__INFORMATION PROVIDED__:
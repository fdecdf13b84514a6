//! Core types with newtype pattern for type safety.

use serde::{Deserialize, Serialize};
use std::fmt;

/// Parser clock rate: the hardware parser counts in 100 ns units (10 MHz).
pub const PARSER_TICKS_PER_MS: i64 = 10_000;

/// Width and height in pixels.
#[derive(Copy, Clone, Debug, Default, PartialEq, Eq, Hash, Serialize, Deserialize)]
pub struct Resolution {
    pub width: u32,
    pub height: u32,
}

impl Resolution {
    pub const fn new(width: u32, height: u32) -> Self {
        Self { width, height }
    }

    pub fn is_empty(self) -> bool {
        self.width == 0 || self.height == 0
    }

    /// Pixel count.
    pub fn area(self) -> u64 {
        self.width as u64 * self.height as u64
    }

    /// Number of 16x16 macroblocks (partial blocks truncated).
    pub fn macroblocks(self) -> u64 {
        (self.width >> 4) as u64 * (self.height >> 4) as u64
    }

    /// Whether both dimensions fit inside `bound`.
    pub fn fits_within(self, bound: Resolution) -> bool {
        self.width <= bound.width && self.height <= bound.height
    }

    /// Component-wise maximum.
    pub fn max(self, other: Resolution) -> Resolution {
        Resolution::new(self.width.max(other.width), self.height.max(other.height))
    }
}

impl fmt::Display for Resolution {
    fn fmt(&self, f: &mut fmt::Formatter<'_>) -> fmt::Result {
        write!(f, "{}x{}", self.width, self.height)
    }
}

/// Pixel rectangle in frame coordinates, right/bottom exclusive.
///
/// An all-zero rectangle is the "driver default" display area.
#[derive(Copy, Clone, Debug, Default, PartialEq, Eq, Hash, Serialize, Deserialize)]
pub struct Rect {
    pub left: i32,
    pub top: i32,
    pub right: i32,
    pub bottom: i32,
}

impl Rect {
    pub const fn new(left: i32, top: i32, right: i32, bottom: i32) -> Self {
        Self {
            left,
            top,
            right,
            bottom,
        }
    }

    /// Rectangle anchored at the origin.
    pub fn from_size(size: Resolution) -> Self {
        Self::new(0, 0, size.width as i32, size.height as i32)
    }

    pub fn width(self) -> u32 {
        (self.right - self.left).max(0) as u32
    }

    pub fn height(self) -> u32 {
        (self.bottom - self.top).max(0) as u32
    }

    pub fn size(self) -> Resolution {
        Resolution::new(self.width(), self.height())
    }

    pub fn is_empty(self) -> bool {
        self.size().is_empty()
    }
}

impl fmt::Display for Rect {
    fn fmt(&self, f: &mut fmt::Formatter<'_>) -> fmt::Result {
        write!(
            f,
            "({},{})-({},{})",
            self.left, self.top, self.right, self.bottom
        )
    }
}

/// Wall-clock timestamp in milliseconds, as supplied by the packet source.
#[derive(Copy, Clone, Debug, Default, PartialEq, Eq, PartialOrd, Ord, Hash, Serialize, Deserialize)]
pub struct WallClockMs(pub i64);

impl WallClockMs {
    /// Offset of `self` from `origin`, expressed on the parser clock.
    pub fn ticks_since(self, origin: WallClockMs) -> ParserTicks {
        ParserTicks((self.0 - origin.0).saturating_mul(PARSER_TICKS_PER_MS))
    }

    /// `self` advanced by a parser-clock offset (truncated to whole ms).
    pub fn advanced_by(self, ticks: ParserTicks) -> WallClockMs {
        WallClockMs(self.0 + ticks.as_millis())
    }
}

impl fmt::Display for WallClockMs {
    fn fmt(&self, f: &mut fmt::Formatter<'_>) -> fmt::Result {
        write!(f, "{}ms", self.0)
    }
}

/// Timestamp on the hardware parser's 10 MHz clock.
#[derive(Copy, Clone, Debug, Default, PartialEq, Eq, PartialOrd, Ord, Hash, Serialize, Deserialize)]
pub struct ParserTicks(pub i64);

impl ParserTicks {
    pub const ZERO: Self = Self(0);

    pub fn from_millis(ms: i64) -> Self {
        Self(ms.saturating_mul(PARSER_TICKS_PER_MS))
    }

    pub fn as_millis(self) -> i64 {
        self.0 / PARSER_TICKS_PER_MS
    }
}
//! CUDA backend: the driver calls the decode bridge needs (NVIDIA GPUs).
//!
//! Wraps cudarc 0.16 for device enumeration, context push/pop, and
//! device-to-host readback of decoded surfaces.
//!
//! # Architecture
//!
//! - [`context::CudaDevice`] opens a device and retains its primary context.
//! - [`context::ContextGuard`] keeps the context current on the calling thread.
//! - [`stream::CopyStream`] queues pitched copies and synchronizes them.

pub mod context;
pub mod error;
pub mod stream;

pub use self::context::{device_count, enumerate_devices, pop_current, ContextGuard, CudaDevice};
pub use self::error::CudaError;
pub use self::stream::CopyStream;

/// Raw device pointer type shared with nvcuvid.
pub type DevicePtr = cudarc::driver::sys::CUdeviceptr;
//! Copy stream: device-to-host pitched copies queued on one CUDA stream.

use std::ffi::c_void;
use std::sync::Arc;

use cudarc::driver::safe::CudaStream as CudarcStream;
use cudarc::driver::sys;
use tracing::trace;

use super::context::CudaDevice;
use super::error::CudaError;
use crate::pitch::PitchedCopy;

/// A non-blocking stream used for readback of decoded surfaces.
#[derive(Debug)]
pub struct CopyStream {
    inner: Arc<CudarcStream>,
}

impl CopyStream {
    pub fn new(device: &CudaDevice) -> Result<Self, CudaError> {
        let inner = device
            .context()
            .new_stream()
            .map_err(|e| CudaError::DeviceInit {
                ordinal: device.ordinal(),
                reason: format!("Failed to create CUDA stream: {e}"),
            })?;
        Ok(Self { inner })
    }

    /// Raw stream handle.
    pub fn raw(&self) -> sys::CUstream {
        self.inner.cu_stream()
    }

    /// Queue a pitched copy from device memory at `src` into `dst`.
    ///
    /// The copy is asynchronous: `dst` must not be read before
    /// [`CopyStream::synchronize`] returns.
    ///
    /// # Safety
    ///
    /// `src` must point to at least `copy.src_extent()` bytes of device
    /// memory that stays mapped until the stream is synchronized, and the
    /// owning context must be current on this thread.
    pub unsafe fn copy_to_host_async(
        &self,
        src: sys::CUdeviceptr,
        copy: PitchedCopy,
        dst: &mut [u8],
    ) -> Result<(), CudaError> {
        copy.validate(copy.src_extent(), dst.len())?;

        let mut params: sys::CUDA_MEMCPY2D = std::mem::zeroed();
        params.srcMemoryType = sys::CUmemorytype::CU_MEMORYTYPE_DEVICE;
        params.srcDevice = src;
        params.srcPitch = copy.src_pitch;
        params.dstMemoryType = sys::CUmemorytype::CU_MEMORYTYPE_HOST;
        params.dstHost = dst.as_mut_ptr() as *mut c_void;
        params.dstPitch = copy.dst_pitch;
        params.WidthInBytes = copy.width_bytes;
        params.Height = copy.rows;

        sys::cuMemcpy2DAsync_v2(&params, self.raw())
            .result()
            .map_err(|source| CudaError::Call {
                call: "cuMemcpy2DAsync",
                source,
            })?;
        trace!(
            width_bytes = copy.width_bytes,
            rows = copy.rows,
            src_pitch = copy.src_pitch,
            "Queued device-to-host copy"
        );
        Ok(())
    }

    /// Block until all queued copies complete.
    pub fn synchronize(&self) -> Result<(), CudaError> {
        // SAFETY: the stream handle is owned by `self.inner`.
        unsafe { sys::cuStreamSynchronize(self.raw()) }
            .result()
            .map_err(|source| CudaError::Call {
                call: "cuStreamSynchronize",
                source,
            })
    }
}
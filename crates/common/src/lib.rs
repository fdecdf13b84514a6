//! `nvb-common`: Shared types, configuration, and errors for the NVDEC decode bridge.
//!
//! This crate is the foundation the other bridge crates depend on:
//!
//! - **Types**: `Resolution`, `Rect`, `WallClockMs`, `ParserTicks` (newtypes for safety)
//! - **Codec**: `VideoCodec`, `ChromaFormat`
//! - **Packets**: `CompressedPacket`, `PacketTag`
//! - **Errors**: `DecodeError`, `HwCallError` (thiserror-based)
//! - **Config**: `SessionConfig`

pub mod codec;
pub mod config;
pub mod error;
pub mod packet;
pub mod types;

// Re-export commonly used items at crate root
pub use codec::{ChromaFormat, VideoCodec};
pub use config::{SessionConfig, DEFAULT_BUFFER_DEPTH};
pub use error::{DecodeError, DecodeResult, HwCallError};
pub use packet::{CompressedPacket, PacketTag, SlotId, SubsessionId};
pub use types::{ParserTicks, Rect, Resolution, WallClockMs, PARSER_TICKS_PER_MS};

__EXERCISE BRIEF__:
Begin with the line above that has "pub struct CopyStream" and continue through the line that has "params.Height = copy.rows;", setting each one down exactly. Stop there.

__EXERCISE RESPONSE__:
pub struct CopyStream {
    inner: Arc<CudarcStream>,
}

impl CopyStream {
    pub fn new(device: &CudaDevice) -> Result<Self, CudaError> {
        let inner = device
            .context()
            .new_stream()
            .map_err(|e| CudaError::DeviceInit {
                ordinal: device.ordinal(),
                reason: format!("Failed to create CUDA stream: {e}"),
            })?;
        Ok(Self { inner })
    }

    /// Raw stream handle.
    pub fn raw(&self) -> sys::CUstream {
        self.inner.cu_stream()
    }

    /// Queue a pitched copy from device memory at `src` into `dst`.
    ///
    /// The copy is asynchronous: `dst` must not be read before
    /// [`CopyStream::synchronize`] returns.
    ///
    /// # Safety
    ///
    /// `src` must point to at least `copy.src_extent()` bytes of device
    /// memory that stays mapped until the stream is synchronized, and the
    /// owning context must be current on this thread.
    pub unsafe fn copy_to_host_async(
        &self,
        src: sys::CUdeviceptr,
        copy: PitchedCopy,
        dst: &mut [u8],
    ) -> Result<(), CudaError> {
        copy.validate(copy.src_extent(), dst.len())?;

        let mut params: sys::CUDA_MEMCPY2D = std::mem::zeroed();
        params.srcMemoryType = sys::CUmemorytype::CU_MEMORYTYPE_DEVICE;
        params.srcDevice = src;
        params.srcPitch = copy.src_pitch;
        params.dstMemoryType = sys::CUmemorytype::CU_MEMORYTYPE_HOST;
        params.dstHost = dst.as_mut_ptr() as *mut c_void;
        params.dstPitch = copy.dst_pitch;
        params.WidthInBytes = copy.width_bytes;
        params.Height = copy.rows;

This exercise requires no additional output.